--- START ---

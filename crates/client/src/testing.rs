//! In-process backend for tests.

use std::collections::HashMap;
use std::sync::Mutex;
use std::sync::atomic::{AtomicBool, Ordering};

use cycleways_core::{Request, Response, ResponseKind};

use crate::fetch::{Network, NetworkError};

pub(crate) const ORIGIN: &str = "http://localhost:8000";

pub(crate) fn url(path: &str) -> url::Url {
    url::Url::parse(ORIGIN).unwrap().join(path).unwrap()
}

pub(crate) fn json(body: &str) -> Response {
    Response::new(200, "OK", vec![("Content-Type".into(), "application/json".into())], body.to_string())
}

pub(crate) fn html(body: &str) -> Response {
    Response::new(200, "OK", vec![("Content-Type".into(), "text/html".into())], body.to_string())
}

/// Answers requests from a URL -> response table and records every call.
///
/// Unscripted URLs and everything while offline fail with
/// `NetworkError::Connect`. Scripted opaque redirects are followed for
/// non-navigation requests unless registered with [`Self::respond_raw`].
#[derive(Default)]
pub(crate) struct ScriptedNetwork {
    routes: Mutex<HashMap<String, (Response, bool)>>,
    calls: Mutex<Vec<(String, String)>>,
    offline: AtomicBool,
}

impl ScriptedNetwork {
    pub(crate) fn new() -> Self {
        Self::default()
    }

    pub(crate) fn respond(&self, path: &str, response: Response) {
        self.routes.lock().unwrap().insert(url(path).to_string(), (response, false));
    }

    /// Return `response` exactly as scripted, whatever the request mode.
    pub(crate) fn respond_raw(&self, path: &str, response: Response) {
        self.routes.lock().unwrap().insert(url(path).to_string(), (response, true));
    }

    pub(crate) fn set_offline(&self, offline: bool) {
        self.offline.store(offline, Ordering::SeqCst);
    }

    pub(crate) fn calls_to(&self, path: &str) -> usize {
        let target = url(path).to_string();
        self.calls.lock().unwrap().iter().filter(|(_, u)| *u == target).count()
    }

    pub(crate) fn total_calls(&self) -> usize {
        self.calls.lock().unwrap().len()
    }

    pub(crate) fn methods(&self) -> Vec<String> {
        self.calls.lock().unwrap().iter().map(|(m, _)| m.clone()).collect()
    }
}

#[async_trait::async_trait]
impl Network for ScriptedNetwork {
    async fn fetch(&self, request: &Request) -> Result<Response, NetworkError> {
        self.calls
            .lock()
            .unwrap()
            .push((request.method.clone(), request.url.to_string()));

        if self.offline.load(Ordering::SeqCst) {
            return Err(NetworkError::Connect("network unreachable".into()));
        }

        let scripted = self.routes.lock().unwrap().get(request.url.as_str()).cloned();
        match scripted {
            // Non-navigation fetches follow redirects, so the page sees the target.
            Some((resp, false)) if resp.kind == ResponseKind::OpaqueRedirect && !request.is_navigation() => {
                Ok(Response { redirected: true, ..html("<form>login</form>") })
            }
            Some((resp, _)) => Ok(resp),
            None => Err(NetworkError::Connect(format!("no route to {}", request.url))),
        }
    }
}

--- END ---

* **Problem details**
Each line in the material above should be repeated exactly.

* **Your response**
filename crates/client/src/testing.rs
//! In-process backend for tests.

use std::collections::HashMap;
use std::sync::Mutex;
use std::sync::atomic::{AtomicBool, Ordering};

use cycleways_core::{Request, Response, ResponseKind};

use crate::fetch::{Network, NetworkError};

pub(crate) const ORIGIN: &str = "http://localhost:8000";

pub(crate) fn url(path: &str) -> url::Url {
    url::Url::parse(ORIGIN).unwrap().join(path).unwrap()
}

pub(crate) fn json(body: &str) -> Response {
    Response::new(200, "OK", vec![("Content-Type".into(), "application/json".into())], body.to_string())
}

pub(crate) fn html(body: &str) -> Response {
    Response::new(200, "OK", vec![("Content-Type".into(), "text/html".into())], body.to_string())
}

/// Answers requests from a URL -> response table and records every call.
///
/// Unscripted URLs and everything while offline fail with
/// `NetworkError::Connect`. Scripted opaque redirects are followed for
/// non-navigation requests unless registered with [`Self::respond_raw`].
#[derive(Default)]
pub(crate) struct ScriptedNetwork {
    routes: Mutex<HashMap<String, (Response, bool)>>,
    calls: Mutex<Vec<(String, String)>>,
    offline: AtomicBool,
}

impl ScriptedNetwork {
    pub(crate) fn new() -> Self {
        Self::default()
    }

    pub(crate) fn respond(&self, path: &str, response: Response) {
        self.routes.lock().unwrap().insert(url(path).to_string(), (response, false));
    }

    /// Return `response` exactly as scripted, whatever the request mode.
    pub(crate) fn respond_raw(&self, path: &str, response: Response) {
        self.routes.lock().unwrap().insert(url(path).to_string(), (response, true));
    }

    pub(crate) fn set_offline(&self, offline: bool) {
        self.offline.store(offline, Ordering::SeqCst);
    }

    pub(crate) fn calls_to(&self, path: &str) -> usize {
        let target = url(path).to_string();
        self.calls.lock().unwrap().iter().filter(|(_, u)| *u == target).count()
    }

    pub(crate) fn total_calls(&self) -> usize {
        self.calls.lock().unwrap().len()
    }

    pub(crate) fn methods(&self) -> Vec<String> {
        self.calls.lock().unwrap().iter().map(|(m, _)| m.clone()).collect()
    }
}

#[async_trait::async_trait]
impl Network for ScriptedNetwork {
    async fn fetch(&self, request: &Request) -> Result<Response, NetworkError> {
        self.calls
            .lock()
            .unwrap()
            .push((request.method.clone(), request.url.to_string()));

        if self.offline.load(Ordering::SeqCst) {
            return Err(NetworkError::Connect("network unreachable".into()));
        }

        let scripted = self.routes.lock().unwrap().get(request.url.as_str()).cloned();
        match scripted {
            // Non-navigation fetches follow redirects, so the page sees the target.
            Some((resp, false)) if resp.kind == ResponseKind::OpaqueRedirect && !request.is_navigation() => {
                Ok(Response { redirected: true, ..html("<form>login</form>") })
            }
            Some((resp, _)) => Ok(resp),
            None => Err(NetworkError::Connect(format!("no route to {}", request.url))),
        }
    }
}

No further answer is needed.